Comment Re:Don't post while idiot (Score 1) 466

How does having a smart phone in your pocket hamper you when driving? Just about any car has some kind of clock somewhere so you can tell time.

What if the car's clock doesn't work? Or it's a rental and it's clearly wrong but you haven't a clue or the time to figure out how to set it? That's how the smart phone in the pocket "hampers you". Kinda obvious now that we think about it a bit, hmm?

How about you're a properly careful driver who keeps the road clearly in view at all times which on many vehicles you won't be doing if you are looking at the console clock and with all vehicles the cellphone laying on the seat / center console.
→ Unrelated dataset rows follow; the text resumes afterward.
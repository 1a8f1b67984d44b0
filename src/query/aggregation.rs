//! Set-valued aggregation over the merchant snapshot
//!
//! Pipeline: predicate filter → time-range stage (pass-through pending
//! history) → optional group-by partition → reduction, plus an optional
//! baseline comparison against the history provider. Results always carry
//! the literal record list they were computed over so the downstream text
//! generator cites real merchants instead of inventing them.

use crate::core::error::{OpsError, Result};
use crate::core::types::MetricField;
use crate::dataset::{MerchantRecord, MerchantRef};
use crate::query::filter::{GroupKey, MerchantFilter, TimeRange};
use crate::query::history::{BaselineWindow, HistoryProvider, SimulatedHistory};
use ahash::AHashMap;
use ordered_float::OrderedFloat;
use serde::{Deserialize, Serialize};
use std::collections::BTreeMap;

/// Reduction applied to the filtered set
#[derive(Debug, Clone, Copy, PartialEq, Eq, Hash, Serialize, Deserialize)]
#[serde(rename_all = "lowercase")]
pub enum AggregateOp {
    Count,
    Sum,
    Avg,
    Max,
    Min,
}

impl AggregateOp {
    pub fn as_str(&self) -> &'static str {
        match self {
            AggregateOp::Count => "count",
            AggregateOp::Sum => "sum",
            AggregateOp::Avg => "avg",
            AggregateOp::Max => "max",
            AggregateOp::Min => "min",
        }
    }

    pub fn parse(s: &str) -> Option<Self> {
        match s.trim() {
            "count" => Some(AggregateOp::Count),
            "sum" => Some(AggregateOp::Sum),
            "avg" | "average" | "mean" => Some(AggregateOp::Avg),
            "max" => Some(AggregateOp::Max),
            "min" => Some(AggregateOp::Min),
            _ => None,
        }
    }

    /// All reductions except count need a field selector.
    pub fn needs_field(&self) -> bool {
        !matches!(self, AggregateOp::Count)
    }
}

impl Default for AggregateOp {
    fn default() -> Self {
        AggregateOp::Count
    }
}

/// One aggregation request from the planner/orchestrator
#[derive(Debug, Clone, Default, Serialize, Deserialize)]
pub struct AggregationRequest {
    pub operation: AggregateOp,
    #[serde(skip_serializing_if = "Option::is_none")]
    pub field: Option<MetricField>,
    #[serde(default)]
    pub filter: MerchantFilter,
    #[serde(skip_serializing_if = "Option::is_none")]
    pub time_range: Option<TimeRange>,
    #[serde(skip_serializing_if = "Option::is_none")]
    pub group_by: Option<GroupKey>,
    /// When set, the same reduction is re-run over this prior window
    #[serde(skip_serializing_if = "Option::is_none")]
    pub compare_to: Option<BaselineWindow>,
}

/// Baseline triple attached to a result on request
#[derive(Debug, Clone, Serialize, Deserialize)]
pub struct BaselineComparison {
    pub window: BaselineWindow,
    pub baseline: f64,
    /// current − baseline
    pub delta: f64,
    /// delta / baseline × 100, rounded; `None` renders as "N/A" when the
    /// baseline is exactly zero
    pub percent: Option<f64>,
}

#[derive(Debug, Clone, Serialize, Deserialize)]
pub struct AggregationResult {
    pub operation: AggregateOp,
    /// Whole-set reduction, or the sum of breakdown values when grouped
    pub total: f64,
    /// Per-group reduction keyed by the group value, in stable key order
    #[serde(skip_serializing_if = "Option::is_none")]
    pub breakdown: Option<BTreeMap<String, f64>>,
    #[serde(skip_serializing_if = "Option::is_none")]
    pub comparison: Option<BaselineComparison>,
    /// Echo of the filter the result was computed under
    pub filter: MerchantFilter,
    #[serde(skip_serializing_if = "Option::is_none")]
    pub time_range: Option<TimeRange>,
    /// The literal records behind the numbers
    pub merchants: Vec<MerchantRef>,
}

pub struct AggregationExecutor<H: HistoryProvider = SimulatedHistory> {
    history: H,
}

impl Default for AggregationExecutor<SimulatedHistory> {
    fn default() -> Self {
        Self::new(SimulatedHistory::default())
    }
}

impl<H: HistoryProvider> AggregationExecutor<H> {
    pub fn new(history: H) -> Self {
        Self { history }
    }

    /// Execute one aggregation over an immutable snapshot.
    pub fn execute(
        &self,
        request: &AggregationRequest,
        dataset: &[MerchantRecord],
    ) -> Result<AggregationResult> {
        if request.operation.needs_field() && request.field.is_none() {
            return Err(OpsError::MissingField {
                operation: request.operation.as_str().to_string(),
            });
        }

        let filtered = request.filter.apply(dataset);
        let filtered = request
            .time_range
            .unwrap_or_default()
            .apply(filtered);

        let (total, breakdown) = match request.group_by {
            Some(key) => {
                let grouped = self.grouped_reduction(request, &filtered, key)?;
                let total = grouped.values().sum();
                (total, Some(grouped))
            }
            None => (reduce(&filtered, request.operation, request.field)?, None),
        };

        let comparison = match request.compare_to {
            Some(window) => Some(self.baseline(request, &filtered, total, window)?),
            None => None,
        };

        tracing::debug!(
            op = request.operation.as_str(),
            records = filtered.len(),
            grouped = breakdown.is_some(),
            "aggregation executed"
        );

        Ok(AggregationResult {
            operation: request.operation,
            total,
            breakdown,
            comparison,
            filter: request.filter.clone(),
            time_range: request.time_range,
            merchants: filtered.iter().map(|r| MerchantRef::from(*r)).collect(),
        })
    }

    fn grouped_reduction(
        &self,
        request: &AggregationRequest,
        filtered: &[&MerchantRecord],
        key: GroupKey,
    ) -> Result<BTreeMap<String, f64>> {
        let mut partitions: AHashMap<String, Vec<&MerchantRecord>> = AHashMap::new();
        for record in filtered {
            partitions
                .entry(key.value_of(record))
                .or_default()
                .push(record);
        }

        let mut breakdown = BTreeMap::new();
        for (value, records) in partitions {
            breakdown.insert(value, reduce(&records, request.operation, request.field)?);
        }
        Ok(breakdown)
    }

    /// Same metric, prior window: re-run the reduction over the history
    /// provider's derived snapshot of the filtered records.
    fn baseline(
        &self,
        request: &AggregationRequest,
        filtered: &[&MerchantRecord],
        current: f64,
        window: BaselineWindow,
    ) -> Result<BaselineComparison> {
        let prior = self.history.prior_dataset(filtered, window);
        let prior_refs: Vec<&MerchantRecord> = prior.iter().collect();
        let baseline = reduce(&prior_refs, request.operation, request.field)?;
        let delta = current - baseline;
        let percent = if baseline == 0.0 {
            None
        } else {
            Some(round2(delta / baseline * 100.0))
        };
        Ok(BaselineComparison {
            window,
            baseline,
            delta,
            percent,
        })
    }
}

/// Apply a reduction to a record set.
///
/// Count ignores the field. Empty sets reduce to 0.0 for every
/// operation. Averages are rounded half-away-from-zero to two decimals;
/// sums, maxima and minima are reported unrounded.
fn reduce(records: &[&MerchantRecord], op: AggregateOp, field: Option<MetricField>) -> Result<f64> {
    if op == AggregateOp::Count {
        return Ok(records.len() as f64);
    }

    let field = field.ok_or_else(|| OpsError::MissingField {
        operation: op.as_str().to_string(),
    })?;
    let values = records.iter().map(|r| r.metric(field));

    Ok(match op {
        AggregateOp::Count => unreachable!("handled above"),
        AggregateOp::Sum => values.sum(),
        AggregateOp::Avg => {
            if records.is_empty() {
                0.0
            } else {
                round2(values.sum::<f64>() / records.len() as f64)
            }
        }
        AggregateOp::Max => values
            .max_by_key(|v| OrderedFloat(*v))
            .unwrap_or(0.0),
        AggregateOp::Min => values
            .min_by_key(|v| OrderedFloat(*v))
            .unwrap_or(0.0),
    })
}

/// Round half-away-from-zero to two decimals.
pub(crate) fn round2(x: f64) -> f64 {
    (x * 100.0).round() / 100.0
}
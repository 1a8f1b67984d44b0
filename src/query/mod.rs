//! Analytical query executors
//!
//! Pure functions of (request, snapshot): filtering, grouped reductions,
//! baseline comparisons, and insight generation, plus an optional
//! memoization side-table. Nothing here performs I/O or mutates shared
//! state, so repeated calls with the same inputs are idempotent.

pub mod aggregation;
pub mod cache;
pub mod comparison;
pub mod filter;
pub mod history;
pub mod insight;

pub use aggregation::{AggregateOp, AggregationExecutor, AggregationRequest, AggregationResult};
pub use cache::QueryCache;
pub use comparison::{ComparisonExecutor, ComparisonRequest, ComparisonResult, ComparisonTarget};
pub use filter::{GroupKey, MerchantFilter, TimeRange};
pub use history::{BaselineWindow, HistoryProvider, SimulatedHistory};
With a wristwatch you can always keep the road view near center of your vision.

So to recap: Please, Please, Please .... DON'T FUCKING DRIVE.

Comment Re:Still not answering question (Score 1) 466

Add to that: Rock climbing / Caving. Non-Sports: Engineering / Maint in heavy industry (like mining / steel / rubber). Cellphones are fragile critters: They won't survive drops of more than a couple of meters. I've a Casio G-Shock that I still use - after dropping it 35m on to rock. Show me a smartphone that will survive even a 10m drop consistently.

Also, some of us just like to know - or need to - the time accurate to 1-2 seconds with no drift to manage. No cellphone does. Certain radio-clock timepieces do well at this, the Casio MTG900 mentioned elsewhere does this (syncs to WWVB signal). Some wireless providers set their clocks evidently by guess or sundial (looking right at AT&T on this one). Mine (ATT, HTC Inspire) frequently is more than a minute off.

Comment Re:Classic problem (Score 1) 140

Which is routinely trampled on for something as simple as "you're blocking traffic"

Simple? No it isn't. The first amendment does not supersede:
A single parents need (and right) to get home to the kid(s) before the sitter leaves / day care closes, or to the school / hospital if the child takes sick, etc.
The right not to die in an ambulance after the stroke, coronary, aneurysm, whatever because it's snarled in traffic.

There's two to get ya started on thinking on what could possibly go wrong with intentionally blocking traffic.

Comment Re:Why not isolate the networks? (Score 1) 106

Alas, those old phreaking tricks won't work anymore in places that have moved away from the legacy in-band signaling and control hardware. Which is pretty much all of the civilized world since the early '90's for the PSTN. One could I suppose get lucky with a local PBX - but the attack still requires obtaining access to the PBX controller / software, not just access to modem's phone line.

Comment Re:guilty eh? (Score 1) 964

Yep they surely do. This sparked a thought .... so I checked mine: Sure enough there sits a MAC address. From whatever laptop I used to commission it with in 2002. That was a couple of laptops back.

Then there's this:
$ ifconfig eth1 down
$ ifconfig eth1 hw ether 01:23:45:54:32:01
$ ifconfig eth1 up

So did I copy (or did the router's firmware) that MAC or did I spoof it? I honestly don't remember.

It is possible to uniquely identify a computer on the internet, IP / MAC addressing is not one of them. Accurately would require looking at clock skew, traffic analysis and other time-consuming, trained-brain-required, non-1-click techniques.